People living downstream of the Vu Gia – Thu Bon river system in Quang Nam province and Da Nang City, in a similar way with people in Quy Nhon city as describe above, were well adapt to the rising annual floods from these rivers. However, recent urban development and hydropower development upstream of the river basin brought about major changes in the pattern of flooding, rendering floods to be much less predictable and causing critical disruptions to local life downstream. ISET, with the support of CARE International experts, are conducting vulnerability assessment in five communities in Quang Nam and Da Nang with the focus on these matters. The case studies seeks understanding of the way these local communities, especially children, the elderly, women, and people with disability, have become more vulnerable because of the altered hydrological regimes of rivers in the Vu Gia – Thu Bon system. This understanding provides a starting point for the dialogue between Quang Nam and Da Nang, and for the formulation of needed policy change to reduce this vulnerability (Nguyen, 2017).
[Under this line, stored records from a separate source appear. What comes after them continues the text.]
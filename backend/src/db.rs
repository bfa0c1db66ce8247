use sea_orm::{ConnectOptions, ConnectionTrait, Database, DatabaseConnection, DbErr};

pub async fn connect(db_url: &str) -> Result<DatabaseConnection, DbErr> {
    let mut opt = ConnectOptions::new(db_url.to_owned());
    opt.sqlx_logging(false);

    let db = Database::connect(opt).await?;
    tracing::info!("Connected to the database");

    create_schema(&db).await?;

    Ok(db)
}

pub async fn create_schema(db: &DatabaseConnection) -> Result<(), DbErr> {
    use sea_orm::schema::Schema;
    use crate::entities::{job_card, trainset};

    let builder = db.get_database_backend();
    let schema = Schema::new(builder);

    let stmt = schema.create_table_from_entity(trainset::Entity).if_not_exists().to_owned();
    db.execute(builder.build(&stmt)).await?;

    let stmt_cards = schema.create_table_from_entity(job_card::Entity).if_not_exists().to_owned();
    db.execute(builder.build(&stmt_cards)).await?;

    for mut idx in schema.create_index_from_entity(job_card::Entity) {
        idx.if_not_exists();
        db.execute(builder.build(&idx)).await?;
    }

    tracing::info!("Schema initialized (Trainsets & Job Cards tables)");
    Ok(())
}

/// Single-connection in-memory SQLite database with the schema applied.
#[cfg(test)]
pub async fn connect_in_memory() -> DatabaseConnection {
    let mut opt = ConnectOptions::new("sqlite::memory:".to_owned());
    opt.max_connections(1).min_connections(1).sqlx_logging(false);

    let db = Database::connect(opt).await.expect("open in-memory sqlite");
    create_schema(&db).await.expect("create schema");
    db
}
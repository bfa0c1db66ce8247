pub mod alerts;
pub mod fleet;
pub mod maintenance;
pub mod patterns;
pub mod predictions;
pub mod stats;

use std::str::FromStr;
use std::sync::Arc;

use axum::{
    routing::{get, post},
    Json, Router,
};
use chrono::{DateTime, Utc};
use sea_orm::DatabaseConnection;
use serde_json::{json, Value};
use tower_http::cors::CorsLayer;

use crate::analytics::PredictionPolicy;
use crate::services::fleet_source::SeaOrmFleetSource;

/// Shared per-request state: the database handle and the immutable policy.
#[derive(Clone)]
pub struct AppState {
    pub db: DatabaseConnection,
    pub policy: Arc<PredictionPolicy>,
}

impl AppState {
    pub fn new(db: DatabaseConnection, policy: PredictionPolicy) -> Self {
        Self { db, policy: Arc::new(policy) }
    }

    pub fn source(&self) -> SeaOrmFleetSource {
        SeaOrmFleetSource::new(self.db.clone())
    }
}

pub fn router(state: AppState) -> Router {
    Router::new()
        .route("/", get(root))
        .route("/health", get(health_check))
        .route(
            "/api/ai/predictions",
            get(predictions::get_predictions).post(predictions::refresh_predictions),
        )
        .route("/api/ai/maintenance", get(maintenance::get_maintenance))
        .route("/api/ai/patterns", get(patterns::get_patterns))
        .route("/api/ai/alerts", get(alerts::get_alerts))
        .route("/api/v1/stats", get(stats::get_stats))
        .route("/api/v1/trainsets", post(fleet::register_trainset).get(fleet::list_trainsets))
        .route("/api/v1/job-cards", post(fleet::log_job_card).get(fleet::list_job_cards))
        .route("/api/v1/job-cards/{id}/close", post(fleet::close_job_card))
        .with_state(state)
        .layer(CorsLayer::permissive())
}

/// Success envelope shared by every endpoint.
pub(crate) fn envelope(data: Value, message: impl Into<String>) -> Json<Value> {
    Json(json!({
        "success": true,
        "data": data,
        "message": message.into(),
    }))
}

/// A numeric query filter taken as raw text. Input that does not parse
/// matches nothing instead of rejecting the request.
#[derive(Clone, Copy, Debug, PartialEq)]
pub(crate) enum NumberFilter<T> {
    Absent,
    Value(T),
    Invalid,
}

impl<T: FromStr> NumberFilter<T> {
    pub fn parse(raw: Option<&str>) -> Self {
        match raw.map(str::trim).filter(|s| !s.is_empty()) {
            None => Self::Absent,
            Some(s) => s.parse().map_or(Self::Invalid, Self::Value),
        }
    }
}

impl NumberFilter<usize> {
    /// Result size cap: the default when absent, zero when invalid.
    pub fn limit(self, default: usize) -> usize {
        match self {
            Self::Absent => default,
            Self::Value(n) => n,
            Self::Invalid => 0,
        }
    }
}

pub(crate) fn timestamp(now: DateTime<Utc>) -> String {
    now.to_rfc3339()
}

async fn root() -> Json<Value> {
    Json(json!({
        "system": "KMRL Fleet Backend",
        "status": "operational",
        "modules": {
            "predictions": "active",
            "patterns": "active",
            "alerts": "active",
        }
    }))
}

async fn health_check() -> Json<Value> {
    Json(json!({ "status": "healthy" }))
}
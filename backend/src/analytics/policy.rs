use super::RiskLevel;

/// Adds `points` when the measured value is strictly below `below_days`.
#[derive(Clone, Copy, Debug, PartialEq)]
pub struct ScoreBand {
    pub below_days: i64,
    pub points: u32,
}

impl ScoreBand {
    pub const fn new(below_days: i64, points: u32) -> Self {
        Self { below_days, points }
    }

    /// Points of the first band (tightest first) that `days` falls under.
    pub fn score(bands: &[ScoreBand], days: f64) -> u32 {
        bands
            .iter()
            .find(|band| days < band.below_days as f64)
            .map_or(0, |band| band.points)
    }
}

/// Rupee estimates per risk level.
#[derive(Clone, Copy, Debug, PartialEq)]
pub struct CostTable {
    pub critical: u32,
    pub high: u32,
    pub medium: u32,
    pub low: u32,
}

impl CostTable {
    pub fn for_risk(&self, level: RiskLevel) -> u32 {
        match level {
            RiskLevel::Critical => self.critical,
            RiskLevel::High => self.high,
            RiskLevel::Medium => self.medium,
            RiskLevel::Low => self.low,
        }
    }
}

/// Business thresholds of the maintenance heuristics.
///
/// These are uncalibrated demo values carried over as-is. Scores produced
/// with them order trainsets by urgency; they are not probabilities.
#[derive(Clone, Debug, PartialEq)]
pub struct PredictionPolicy {
    // Interval estimation
    pub history_limit: u64,
    pub default_interval_days: i64,
    pub min_closed_for_interval: usize,

    // Risk buckets on days-until-overdue (inclusive upper bounds)
    pub critical_max_days: i64,
    pub high_max_days: i64,
    pub medium_max_days: i64,

    // Confidence
    pub consistent_interval_min_days: i64,
    pub consistent_interval_max_days: i64,
    pub consistent_base_confidence: u32,
    pub inconsistent_base_confidence: u32,
    pub confidence_per_record: u32,
    pub max_history_confidence: u32,
    pub max_confidence: u32,

    // Prediction factors
    pub high_mileage_km: i64,
    pub rich_history_records: usize,
    pub frequent_interval_days: i64,
    pub recent_activity_window_days: i64,
    pub recent_activity_min_cards: usize,

    // Failure patterns
    pub pattern_min_records: usize,
    pub pattern_min_score: u32,
    pub frequency_points_per_failure: u32,
    pub frequency_points_cap: u32,
    pub interval_bands: [ScoreBand; 3],
    pub recency_bands: [ScoreBand; 2],
    pub consistency_min_failures: usize,
    pub consistency_max_gap_days: i64,
    pub consistency_bonus: u32,
    pub max_risk_score: u32,
    pub pattern_high_score: u32,
    pub pattern_critical_score: u32,

    // Smart alerts
    pub prediction_alert_max_days: i64,
    pub overdue_job_days: i64,
    pub overdue_critical_days: i64,
    pub costs: CostTable,
    pub pattern_cost_multiplier: f64,
    pub prediction_downtime_hours: u32,
    pub overdue_downtime_hours: u32,
    pub pattern_downtime_hours: u32,
}

impl PredictionPolicy {
    pub const fn standard() -> Self {
        Self {
            history_limit: 10,
            default_interval_days: 90,
            min_closed_for_interval: 2,

            critical_max_days: 0,
            high_max_days: 7,
            medium_max_days: 30,

            consistent_interval_min_days: 30,
            consistent_interval_max_days: 180,
            consistent_base_confidence: 80,
            inconsistent_base_confidence: 60,
            confidence_per_record: 10,
            max_history_confidence: 50,
            max_confidence: 100,

            high_mileage_km: 15_000,
            rich_history_records: 5,
            frequent_interval_days: 60,
            recent_activity_window_days: 90,
            recent_activity_min_cards: 2,

            pattern_min_records: 2,
            pattern_min_score: 60,
            frequency_points_per_failure: 10,
            frequency_points_cap: 40,
            interval_bands: [ScoreBand::new(30, 30), ScoreBand::new(60, 20), ScoreBand::new(90, 10)],
            recency_bands: [ScoreBand::new(30, 20), ScoreBand::new(60, 10)],
            consistency_min_failures: 3,
            consistency_max_gap_days: 60,
            consistency_bonus: 20,
            max_risk_score: 100,
            pattern_high_score: 80,
            pattern_critical_score: 90,

            prediction_alert_max_days: 7,
            overdue_job_days: 30,
            overdue_critical_days: 60,
            costs: CostTable { critical: 50_000, high: 30_000, medium: 20_000, low: 15_000 },
            pattern_cost_multiplier: 1.5,
            prediction_downtime_hours: 4,
            overdue_downtime_hours: 6,
            pattern_downtime_hours: 8,
        }
    }

    pub fn pattern_cost(&self) -> u32 {
        (f64::from(self.costs.high) * self.pattern_cost_multiplier).round() as u32
    }
}

impl Default for PredictionPolicy {
    fn default() -> Self {
        Self::standard()
    }
}
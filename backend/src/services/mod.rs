pub mod fleet_source;
pub mod normalization;
pub mod registry;
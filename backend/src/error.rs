use axum::{
    Json,
    http::StatusCode,
    response::{IntoResponse, Response},
};
use serde_json::json;

#[derive(Debug, thiserror::Error)]
pub enum FleetError {
    #[error("database error: {0}")]
    Database(#[from] sea_orm::DbErr),

    #[error("configuration error: {0}")]
    Config(String),

    #[error("invalid input: {0}")]
    Validation(String),

    #[error("{0} not found")]
    NotFound(String),
}

impl FleetError {
    fn status(&self) -> StatusCode {
        match self {
            FleetError::Validation(_) => StatusCode::BAD_REQUEST,
            FleetError::NotFound(_) => StatusCode::NOT_FOUND,
            FleetError::Database(_) | FleetError::Config(_) => StatusCode::INTERNAL_SERVER_ERROR,
        }
    }
}

impl IntoResponse for FleetError {
    fn into_response(self) -> Response {
        let status = self.status();
        if status.is_server_error() {
            tracing::error!("Request failed: {}", self);
        }
        (status, Json(json!({ "success": false, "error": self.to_string() }))).into_response()
    }
}

#[cfg(test)]
mod tests {
    use super::*;

    #[test]
    fn maps_errors_to_status_codes() {
        assert_eq!(FleetError::Validation("x".into()).status(), StatusCode::BAD_REQUEST);
        assert_eq!(FleetError::NotFound("job card 4".into()).status(), StatusCode::NOT_FOUND);
        assert_eq!(
            FleetError::Database(sea_orm::DbErr::Custom("boom".into())).status(),
            StatusCode::INTERNAL_SERVER_ERROR
        );
    }

    #[test]
    fn not_found_message_names_the_resource() {
        assert_eq!(FleetError::NotFound("trainset 7".into()).to_string(), "trainset 7 not found");
    }
}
An example of the what, Can Tho city, as mentioned previously, was developed on a network of rivers, channels and canals. As urbanization proceeds here, however, these flowing water bodies kept shrinking—drainage channels filled or covered, and riverbank areas encroached—and became more and more polluted (Nguyen & Tyler, 2017). In addition, a recent research (Minderhoud et al, 2017) claimed that subsidence in Can Tho was as much as 20 cm over the period from 1991 to 2016 due to overexploitation of groundwater. This means that subsidence is causing the city to sink at a much higher rate than sea level rise, which is only about 3 mm/year in the Cuu Long Delta, and posing higher threats to the city’s residents related to flooding and saline intrusion. In order to reverse this trend, Can Tho needs robust policies to protect, restore and revive its rivers and channels, and to stop the exploitation of its underground aquifers, return these water bodies their deserving space in the city.
Every city today wears the traces of all the cities that came before it, their earlier versions that date back thousands of years. These shadow cities might be subtly hidden away most of the time, but become strikingly visible every time the next disaster hits the city. At the same time, for every city that exists today, there are also a countless number of cities that could be, and with our thoughts and actions now, we are writing them into being.
Tho Nguyen, ISET-Vietnam
Notes:
[1] The current master plan of Da Nang is until 2030 with vision to 2050, and its latest updates were made and approved in December 2013 (Decision no. 2357/QĐ-TTg dated December 04, 2013).